◆ **Aim of the task**:
The lines from the start of the records through the one containing "pub fn subscriptions(&self)" are to be transcribed exactly, and nothing else.

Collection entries
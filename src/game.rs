//! Session controller
//!
//! Owns the [`Session`], the injected RNG, a [`Scheduler`] and a [`Surface`],
//! and runs the round lifecycle:
//!
//! `Idle -> Running -> Ending -> Idle -> Running ...`
//!
//! Every wake the scheduler delivers goes through [`Game::wake`].

use glam::Vec2;
use rand::Rng;

use crate::consts::{BUBBLE_OFFSET, CHATTER_BUBBLE_MS, COLLECT_BUBBLE_MS};
use crate::schedule::{Cadence, Scheduler, Subscriptions, VirtualScheduler, Wake};
use crate::settings::Settings;
use crate::sim::{self, Countdown, Phase, Session};
use crate::surface::{BubbleAnchor, Surface};

/// Lines the actor says when clicked
pub const CHATTER: [&str; 10] = [
    "Hi! I'm Data Bot! 🤖",
    "Let's find some data! 💎",
    "Yay! Treasure! ⭐",
    "I love data science! 📊",
    "Keep going! 💪",
    "You're doing great! 🎉",
    "Data is everywhere! 🔍",
    "Thanks for helping! 🙏",
    "Let's explore more! 🚀",
    "Finding patterns is fun! 🎯",
];

/// Game instance holding all state
pub struct Game<R, S, D> {
    session: Session,
    settings: Settings,
    rng: R,
    scheduler: S,
    surface: D,
    subscriptions: Subscriptions,
}

impl<R: Rng, S: Scheduler, D: Surface> Game<R, S, D> {
    pub fn new(settings: Settings, rng: R, scheduler: S, surface: D) -> Self {
        Self {
            session: Session::new(),
            settings,
            rng,
            scheduler,
            surface,
            subscriptions: Subscriptions::default(),
        }
    }

    pub fn session(&self) -> &Session {
        &self.session
    }

    pub fn settings(&self) -> &Settings {
        &self.settings
    }

    pub fn scheduler(&self) -> &S {
        &self.scheduler
    }

    pub fn surface(&self) -> &D {
        &self.surface
    }

    pub fn subscriptions(&self) -> &Subscriptions {
        &self.subscriptions
    }

    /// Draw the initial HUD and schedule the first round
    pub fn boot(&mut self) {
        self.surface.move_actor(self.session.actor);
        self.surface.set_score(self.session.score);
        self.surface.set_time_left(self.session.time_left);
        self.subscriptions.arm(
            &mut self.scheduler,
            Wake::Restart,
            Cadence::After(self.settings.autostart_delay_ms),
        );
        log::info!(
            "Game booted, first round in {}ms",
            self.settings.autostart_delay_ms
        );
    }

    /// Start a round (silently ignored unless Idle)
    pub fn start(&mut self) {
        if !self.session.begin_round(self.settings.round_secs) {
            return;
        }
        log::info!("Round {} started", self.session.round);

        self.surface.set_score(self.session.score);
        self.surface.set_time_left(self.session.time_left);

        let scheduler = &mut self.scheduler;
        self.subscriptions.disarm(scheduler, Wake::Restart);
        self.subscriptions.arm(scheduler, Wake::Frame, Cadence::NextFrame);
        self.subscriptions.arm(
            scheduler,
            Wake::Countdown,
            Cadence::Every(self.settings.countdown_ms),
        );

        self.spawn();
        self.subscriptions.arm(
            &mut self.scheduler,
            Wake::Spawn,
            Cadence::Every(self.settings.spawn_period_ms),
        );
    }

    /// End the running round (silently ignored unless Running)
    pub fn end(&mut self) {
        let Some(cleared) = self.session.finish_round() else {
            return;
        };
        log::info!(
            "Round {} over, score {}",
            self.session.round,
            self.session.score
        );

        let scheduler = &mut self.scheduler;
        self.subscriptions.disarm(scheduler, Wake::Frame);
        self.subscriptions.disarm(scheduler, Wake::Countdown);
        self.subscriptions.disarm(scheduler, Wake::Spawn);
        self.subscriptions.disarm(scheduler, Wake::HideBubble);

        for collectible in &cleared {
            self.surface.remove_collectible(collectible.id);
        }

        let banner = format!("Game Over! Score: {} 🎉", self.session.score);
        self.surface.show_bubble(&banner, BubbleAnchor::Centered);
        self.subscriptions.arm(
            &mut self.scheduler,
            Wake::EndBanner,
            Cadence::After(self.settings.end_banner_ms),
        );
    }

    /// Dispatch a scheduler callback
    pub fn wake(&mut self, wake: Wake) {
        if !wake_is_periodic(wake) {
            self.subscriptions.fired(wake);
        }

        match wake {
            Wake::Frame => self.update(),
            Wake::Countdown => self.tick_clock(),
            Wake::Spawn => {
                if self.session.is_playing() {
                    self.spawn();
                }
            }
            Wake::EndBanner => {
                self.surface.hide_bubble();
                self.session.settle();
                self.subscriptions.arm(
                    &mut self.scheduler,
                    Wake::Restart,
                    Cadence::After(self.settings.restart_delay_ms),
                );
            }
            Wake::Restart => self.start(),
            Wake::HideBubble => self.surface.hide_bubble(),
        }
    }

    /// Pointer or touch moved (play-surface coordinates)
    pub fn pointer_moved(&mut self, pos: Vec2) {
        self.session.pointer = pos;
    }

    /// Click on the play surface: starts a round when Idle
    pub fn surface_clicked(&mut self) {
        if self.session.phase == Phase::Idle {
            self.start();
        }
    }

    /// Click on the actor: chatter and a particle burst, never starts a round
    pub fn actor_clicked(&mut self) {
        let line = CHATTER[self.rng.random_range(0..CHATTER.len())];
        self.say(line, CHATTER_BUBBLE_MS);
        if self.settings.effective_particles() {
            self.surface.burst(self.session.actor);
        }
    }

    /// One display frame: move, aim, collect, re-subscribe
    fn update(&mut self) {
        let Some(outcome) = sim::frame(&mut self.session, &self.settings) else {
            return;
        };

        self.surface.move_actor(outcome.actor);
        self.surface.aim_pupils(&outcome.pupils);

        if !outcome.collected.is_empty() {
            for collected in &outcome.collected {
                log::debug!(
                    "Collected {} #{} (+{})",
                    collected.kind.as_str(),
                    collected.id,
                    collected.value
                );
                self.surface.remove_collectible(collected.id);
                if self.settings.effective_particles() {
                    self.surface.burst(collected.center);
                }
                self.say(collected.kind.cheer(), COLLECT_BUBBLE_MS);
            }
            self.surface.set_score(self.session.score);
        }

        self.subscriptions
            .arm(&mut self.scheduler, Wake::Frame, Cadence::NextFrame);
    }

    fn tick_clock(&mut self) {
        match sim::countdown(&mut self.session) {
            Countdown::Running(secs) => self.surface.set_time_left(secs),
            Countdown::Expired => {
                self.surface.set_time_left(0);
                self.end();
            }
            Countdown::Inactive => {}
        }
    }

    fn spawn(&mut self) {
        let bounds = self.surface.size();
        if let Some(collectible) = sim::spawn(
            &mut self.session,
            &mut self.rng,
            bounds,
            self.settings.capacity,
            self.settings.collectible_size,
        ) {
            log::debug!(
                "Spawned {} #{} at ({:.0}, {:.0})",
                collectible.kind.as_str(),
                collectible.id,
                collectible.pos.x,
                collectible.pos.y
            );
            self.surface.place_collectible(&collectible);
        }
    }

    /// Show a bubble beside the actor; replaces any pending dismissal
    fn say(&mut self, text: &str, duration_ms: u32) {
        if !self.settings.chatter {
            return;
        }
        self.surface
            .show_bubble(text, BubbleAnchor::At(self.session.actor + BUBBLE_OFFSET));
        self.subscriptions.arm(
            &mut self.scheduler,
            Wake::HideBubble,
            Cadence::After(duration_ms),
        );
    }
}

fn wake_is_periodic(wake: Wake) -> bool {
    matches!(wake, Wake::Countdown | Wake::Spawn)
}

impl<R: Rng, D: Surface> Game<R, VirtualScheduler, D> {
    /// Advance the virtual clock, dispatching everything that comes due
    pub fn advance(&mut self, ms: u64) {
        let until = self.scheduler.now_ms() + ms;
        while let Some(wake) = self.scheduler.pop_due(until) {
            self.wake(wake);
        }
        self.scheduler.settle(until);
    }

    /// Current virtual time
    pub fn now_ms(&self) -> u64 {
        self.scheduler.now_ms()
    }
}
//! Round tuning and effect toggles
//!
//! Read-only: loaded from the play surface's `data-config` attribute in the
//! browser, or from an optional JSON file natively. Never written back.

use serde::{Deserialize, Serialize};

use crate::consts::*;

/// Game settings
#[derive(Debug, Clone, PartialEq, Serialize, Deserialize)]
#[serde(default)]
pub struct Settings {
    // === Round ===
    /// Round length in seconds
    pub round_secs: u32,
    /// Maximum live collectibles
    pub capacity: usize,
    /// Countdown period
    pub countdown_ms: u32,
    /// Spawn policy period
    pub spawn_period_ms: u32,
    /// Game over banner duration
    pub end_banner_ms: u32,
    /// Pause after the banner before the next round
    pub restart_delay_ms: u32,
    /// Delay before the first round after boot
    pub autostart_delay_ms: u32,

    // === Movement / hitboxes ===
    /// Fraction of remaining distance covered per frame
    pub follow_factor: f32,
    /// Actor hitbox half extent
    pub actor_half_extent: f32,
    /// Collectible footprint edge
    pub collectible_size: f32,

    // === Randomness ===
    /// Fixed RNG seed (clock-seeded when absent)
    pub seed: Option<u64>,

    // === Visual Effects ===
    /// Particle bursts on collection and actor clicks
    pub particles: bool,
    /// Speech bubbles on collection and actor clicks
    pub chatter: bool,
    /// Reduced motion (disables particle bursts)
    pub reduced_motion: bool,
}

impl Default for Settings {
    fn default() -> Self {
        Self {
            round_secs: ROUND_SECS,
            capacity: CAPACITY,
            countdown_ms: COUNTDOWN_MS,
            spawn_period_ms: SPAWN_PERIOD_MS,
            end_banner_ms: END_BANNER_MS,
            restart_delay_ms: RESTART_DELAY_MS,
            autostart_delay_ms: AUTOSTART_DELAY_MS,

            follow_factor: FOLLOW_FACTOR,
            actor_half_extent: ACTOR_HALF_EXTENT,
            collectible_size: COLLECTIBLE_SIZE,

            seed: None,

            particles: true,
            chatter: true,
            reduced_motion: false,
        }
    }
}

impl Settings {
    /// Parse settings from JSON; missing fields keep their defaults
    pub fn from_json(json: &str) -> Result<Self, serde_json::Error> {
        serde_json::from_str(json)
    }

    /// Parse settings, falling back to defaults on malformed input
    pub fn from_json_or_default(json: &str) -> Self {
        match Self::from_json(json) {
            Ok(settings) => {
                log::info!("Loaded settings");
                settings
            }
            Err(e) => {
                log::warn!("Ignoring malformed settings ({}), using defaults", e);
                Self::default()
            }
        }
    }

    /// Effective particle bursts (respects reduced_motion)
    pub fn effective_particles(&self) -> bool {
        self.particles && !self.reduced_motion
    }

    /// Element attribute holding the JSON settings
    #[cfg(target_arch = "wasm32")]
    const CONFIG_ATTRIBUTE: &'static str = "data-config";

    /// Load settings from the play surface element (WASM only)
    #[cfg(target_arch = "wasm32")]
    pub fn load(element: &web_sys::Element) -> Self {
        match element.get_attribute(Self::CONFIG_ATTRIBUTE) {
            Some(json) => Self::from_json_or_default(&json),
            None => {
                log::info!("Using default settings");
                Self::default()
            }
        }
    }

    /// Load settings from an optional JSON file (native only)
    #[cfg(not(target_arch = "wasm32"))]
    pub fn load(path: Option<&std::path::Path>) -> Self {
        let Some(path) = path else {
            log::info!("Using default settings");
            return Self::default();
        };
        match std::fs::read_to_string(path) {
            Ok(json) => Self::from_json_or_default(&json),
            Err(e) => {
                log::warn!("Could not read {}: {}, using defaults", path.display(), e);
                Self::default()
            }
        }
    }
}

#[cfg(test)]
mod tests {
    use super::*;

    #[test]
    fn test_defaults_match_constants() {
        let settings = Settings::default();
        assert_eq!(settings.round_secs, 60);
        assert_eq!(settings.capacity, 8);
        assert_eq!(settings.spawn_period_ms, 2000);
        assert_eq!(settings.end_banner_ms, 5000);
        assert_eq!(settings.restart_delay_ms, 2000);
        assert!((settings.follow_factor - 0.12).abs() < f32::EPSILON);
    }

    #[test]
    fn test_partial_json_keeps_defaults() {
        let settings = Settings::from_json(r#"{ "seed": 7, "particles": false }"#).unwrap();
        assert_eq!(settings.seed, Some(7));
        assert!(!settings.particles);
        assert_eq!(settings.capacity, CAPACITY);
        assert_eq!(settings.round_secs, ROUND_SECS);
    }

    #[test]
    fn test_malformed_json_falls_back() {
        assert!(Settings::from_json("{ nope").is_err());
        assert_eq!(Settings::from_json_or_default("{ nope"), Settings::default());
    }

    #[test]
    fn test_reduced_motion_disables_particles() {
        let settings = Settings {
            reduced_motion: true,
            ..Default::default()
        };
        assert!(!settings.effective_particles());
    }
}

◆ **Response**:
filename src/game.rs
//! Session controller
//!
//! Owns the [`Session`], the injected RNG, a [`Scheduler`] and a [`Surface`],
//! and runs the round lifecycle:
//!
//! `Idle -> Running -> Ending -> Idle -> Running ...`
//!
//! Every wake the scheduler delivers goes through [`Game::wake`].

use glam::Vec2;
use rand::Rng;

use crate::consts::{BUBBLE_OFFSET, CHATTER_BUBBLE_MS, COLLECT_BUBBLE_MS};
use crate::schedule::{Cadence, Scheduler, Subscriptions, VirtualScheduler, Wake};
use crate::settings::Settings;
use crate::sim::{self, Countdown, Phase, Session};
use crate::surface::{BubbleAnchor, Surface};

/// Lines the actor says when clicked
pub const CHATTER: [&str; 10] = [
    "Hi! I'm Data Bot! 🤖",
    "Let's find some data! 💎",
    "Yay! Treasure! ⭐",
    "I love data science! 📊",
    "Keep going! 💪",
    "You're doing great! 🎉",
    "Data is everywhere! 🔍",
    "Thanks for helping! 🙏",
    "Let's explore more! 🚀",
    "Finding patterns is fun! 🎯",
];

/// Game instance holding all state
pub struct Game<R, S, D> {
    session: Session,
    settings: Settings,
    rng: R,
    scheduler: S,
    surface: D,
    subscriptions: Subscriptions,
}

impl<R: Rng, S: Scheduler, D: Surface> Game<R, S, D> {
    pub fn new(settings: Settings, rng: R, scheduler: S, surface: D) -> Self {
        Self {
            session: Session::new(),
            settings,
            rng,
            scheduler,
            surface,
            subscriptions: Subscriptions::default(),
        }
    }

    pub fn session(&self) -> &Session {
        &self.session
    }

    pub fn settings(&self) -> &Settings {
        &self.settings
    }

    pub fn scheduler(&self) -> &S {
        &self.scheduler
    }

    pub fn surface(&self) -> &D {
        &self.surface
    }

    pub fn subscriptions(&self) -> &Subscriptions {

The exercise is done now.